The stretch of Georgia Avenue where Montgomery County police ticketed pedestrians does have two stoplights, at Cameron Street and Spring Street. But between them are two intersections without signals, at Fenwick Lane and Planning Place. That means this stretch is broken into 3 blocks, and it is perfectly legal to cross any any point in this stretch.

As a counter-example, take the block of Georgia between Ellsworth Drive and Colesville Road, in front of the Discovery Channel headquarters. Both of those intersections are signalized, and there are no intermediate intersections. Therefore, it is illegal to cross mid-block there.

Law requires drivers to stop for pedestrians in crosswalks

There are a few other laws that are noteworthy. Under section 21-502(c), it is illegal for any motorist to pass a driver stopped at a marked or unmarked crosswalk to allow a pedestrian to cross.

Section 21-502(a)(2) deals with when drivers must yield. In Maryland, waiting on the sidewalk is not enough. A pedestrian does not assert his or her right to cross until they step off the curb into the crosswalk. However, once the pedestrian steps into the crosswalk, they have the right-of-way on that half of the street, and they gain it on the other half when they step into the adjacent lane.

That means that if I'm crossing Georgia Avenue from west to east in a crosswalk, once I step into the southbound parking lane, the two southbound lanes must yield. Once I step into the leftmost southbound lane, northbound traffic must yield.

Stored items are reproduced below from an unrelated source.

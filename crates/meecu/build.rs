fn main() {
    if let Ok(target) = std::env::var("TARGET") {
        println!("cargo:rustc-env=MEECU_BUILD_TARGET={target}");
    }
    println!("cargo:rerun-if-env-changed=TARGET");
}
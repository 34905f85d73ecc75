use meecu_proto::checksum;

use crate::cmd::ChecksumArgs;
use crate::exit::{CliError, CliResult, SUCCESS, USAGE};
use crate::output::{print_hex, OutputFormat};

pub fn run(args: ChecksumArgs, format: OutputFormat) -> CliResult<i32> {
    let bytes = hex::decode(args.hex.trim())
        .map_err(|err| CliError::new(USAGE, format!("invalid hex input: {err}")))?;
    let sum = checksum::compute(&bytes);
    print_hex("checksum", &format!("{sum:04x}"), format);
    Ok(SUCCESS)
}
use std::fmt;

use bytes::{BufMut, Bytes, BytesMut};

use crate::checksum::{self, Checksum};
use crate::error::{ProtoError, Result};
use crate::header::{
    validate, MessageClass, MessageType, CHECKSUM_SIZE, CHECKSUM_START, HEADER_SIZE, MAGIC,
};
use crate::kind::{command_name, resolve, MessageKind};

/// Largest payload the 2-byte length field can describe.
pub const MAX_PAYLOAD_LEN: usize = u16::MAX as usize;

/// A validated protocol message with an owned payload.
///
/// Wire format:
/// ```text
/// ┌───────────┬──────────┬──────┬───────┬─────────┬──────────────┬────────────┐
/// │ Magic (2) │ Len (2)  │ Type │ Class │ Command │ Payload      │ Checksum   │
/// │ "ME"      │ LE       │ (1)  │ (1)   │ (1)     │ (Len bytes)  │ (2, LE)    │
/// └───────────┴──────────┴──────┴───────┴─────────┴──────────────┴────────────┘
/// ```
/// The checksum covers type, class, command and payload.
#[derive(Debug, Clone, PartialEq, Eq)]
pub struct Message {
    kind: MessageKind,
    msg_type: MessageType,
    class: MessageClass,
    command: u8,
    payload: Bytes,
    checksum: u16,
}

impl Message {
    /// Build a message from caller-supplied fields.
    ///
    /// The (class, command) pair is resolved before anything else, so an
    /// unregistered pair fails with [`ProtoError::UnknownMessageType`].
    pub fn create(
        msg_type: MessageType,
        class: MessageClass,
        command: u8,
        payload: impl Into<Bytes>,
    ) -> Result<Self> {
        let kind = resolve(class, command).ok_or(ProtoError::UnknownMessageType {
            class: class.as_u8(),
            command,
        })?;
        Self::new(msg_type, kind, payload)
    }

    /// Build a message of a known variant.
    pub fn new(msg_type: MessageType, kind: MessageKind, payload: impl Into<Bytes>) -> Result<Self> {
        let payload = payload.into();
        if payload.len() > MAX_PAYLOAD_LEN {
            return Err(ProtoError::PayloadTooLarge {
                size: payload.len(),
                max: MAX_PAYLOAD_LEN,
            });
        }
        Ok(Self::assemble(msg_type, kind, payload))
    }

    /// Callers guarantee the payload fits the length field.
    pub(crate) fn assemble(msg_type: MessageType, kind: MessageKind, payload: Bytes) -> Self {
        let class = kind.class();
        let command = kind.command();
        let checksum = canonical_checksum(msg_type, class, command, &payload);
        Self {
            kind,
            msg_type,
            class,
            command,
            payload,
            checksum,
        }
    }

    /// Decode a message from its wire bytes.
    ///
    /// The payload is copied out of `buf`; the returned message never borrows
    /// from the input. Bytes after the checksum are ignored.
    pub fn from_bytes(buf: &[u8]) -> Result<Self> {
        let header = validate(buf)?;

        let kind = resolve(header.class, header.command).ok_or(ProtoError::UnknownMessageType {
            class: header.class.as_u8(),
            command: header.command,
        })?;

        let offset = header.checksum_offset();
        let payload = Bytes::copy_from_slice(&buf[HEADER_SIZE..offset]);
        let checksum = u16::from_le_bytes([buf[offset], buf[offset + 1]]);

        tracing::trace!(
            kind = %kind,
            msg_type = %header.msg_type,
            payload_len = header.payload_len,
            "decoded message"
        );

        Ok(Self {
            kind,
            msg_type: header.msg_type,
            class: header.class,
            command: header.command,
            payload,
            checksum,
        })
    }

    /// Decode a message from its hexadecimal wire form.
    pub fn from_hex(text: &str) -> Result<Self> {
        let bytes = hex::decode(text.trim())?;
        Self::from_bytes(&bytes)
    }

    /// Append the wire encoding to `dst` and return the checksum written.
    ///
    /// The checksum is recomputed from the bytes just written.
    pub fn encode_into(&self, dst: &mut BytesMut) -> u16 {
        let start = dst.len();
        dst.reserve(self.wire_size());
        dst.put_slice(&MAGIC);
        dst.put_u16_le(self.payload_len());
        dst.put_u8(self.msg_type.as_u8());
        dst.put_u8(self.class.as_u8());
        dst.put_u8(self.command);
        dst.put_slice(&self.payload);

        let checksum = checksum::compute(&dst[start + CHECKSUM_START..]);
        dst.put_u16_le(checksum);
        checksum
    }

    /// Encode into a fresh buffer.
    pub fn to_bytes(&self) -> Bytes {
        let mut buf = BytesMut::with_capacity(self.wire_size());
        self.encode_into(&mut buf);
        buf.freeze()
    }

    /// Lowercase hexadecimal wire form.
    pub fn to_hex(&self) -> String {
        hex::encode(self.to_bytes())
    }

    pub fn kind(&self) -> MessageKind {
        self.kind
    }

    pub fn msg_type(&self) -> MessageType {
        self.msg_type
    }

    pub fn class(&self) -> MessageClass {
        self.class
    }

    pub fn command(&self) -> u8 {
        self.command
    }

    pub fn payload(&self) -> &[u8] {
        &self.payload
    }

    pub fn payload_len(&self) -> u16 {
        // Bounded by MAX_PAYLOAD_LEN on every construction path.
        self.payload.len() as u16
    }

    /// The checksum read from the wire, or computed at construction.
    pub fn checksum(&self) -> u16 {
        self.checksum
    }

    pub fn is_response(&self) -> bool {
        self.msg_type == MessageType::Response
    }

    /// The total wire size of this message (header + payload + checksum).
    pub fn wire_size(&self) -> usize {
        HEADER_SIZE + self.payload.len() + CHECKSUM_SIZE
    }

    /// Consume the message and return its payload.
    pub fn into_payload(self) -> Bytes {
        self.payload
    }
}

impl fmt::Display for Message {
    fn fmt(&self, f: &mut fmt::Formatter<'_>) -> fmt::Result {
        write!(
            f,
            "{}(type: {}, class: {}, command: {}, len: {})",
            self.kind,
            self.msg_type,
            self.class,
            command_name(self.class, self.command),
            self.payload.len()
        )
    }
}

fn canonical_checksum(
    msg_type: MessageType,
    class: MessageClass,
    command: u8,
    payload: &[u8],
) -> u16 {
    let mut checksum = Checksum::new();
    checksum.update(&[msg_type.as_u8(), class.as_u8(), command]);
    checksum.update(payload);
    checksum.finish()
}
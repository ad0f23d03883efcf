mod address;
mod distance;
mod error;
mod record;
mod remote;
mod store;
mod view;
mod vocab;

pub use address::{decode, encode};
pub use distance::distance;
pub use error::{Result, TrackError};
pub use record::{Metrics, NameRow, PostRow, Record, TagRow, DATE_FMT};
pub use remote::{RemoteFeed, RemoteItem};
pub use store::{RecordKey, RecordStore, SyncOutcome};
pub use view::{
    truncate, ListEntry, ListingRow, PagedView, DEFAULT_PAGE_SIZE, MAX_PAGE_SIZE, MIN_PAGE_SIZE,
};
pub use vocab::{
    normalize_term, Resolution, TagMeta, TaxonomyRow, TermCheck, VocabularyGate, SUGGESTION_COUNT,
};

I've found that a handy way to remind drivers to stop without endangering myself, when I'm walking to the grocery store, is to reach forward and wave my shopping bag in the next lane, but wait until the car begins to slow before I walk in front of it.

However, section 21-502(b) does make it illegal for a pedestrian to step out in front of a vehicle whose driver would not have time to stop. So although you ordinarily have the right-of-way at marked and unmarked crosswalks, you must let drivers pass first if they are too close to stop.

These laws set the basic framework for walkers, cyclists, and motorists to share Maryland roadways. With diligent and even-handed enforcement, we can have safer streets and more livable neighborhoods.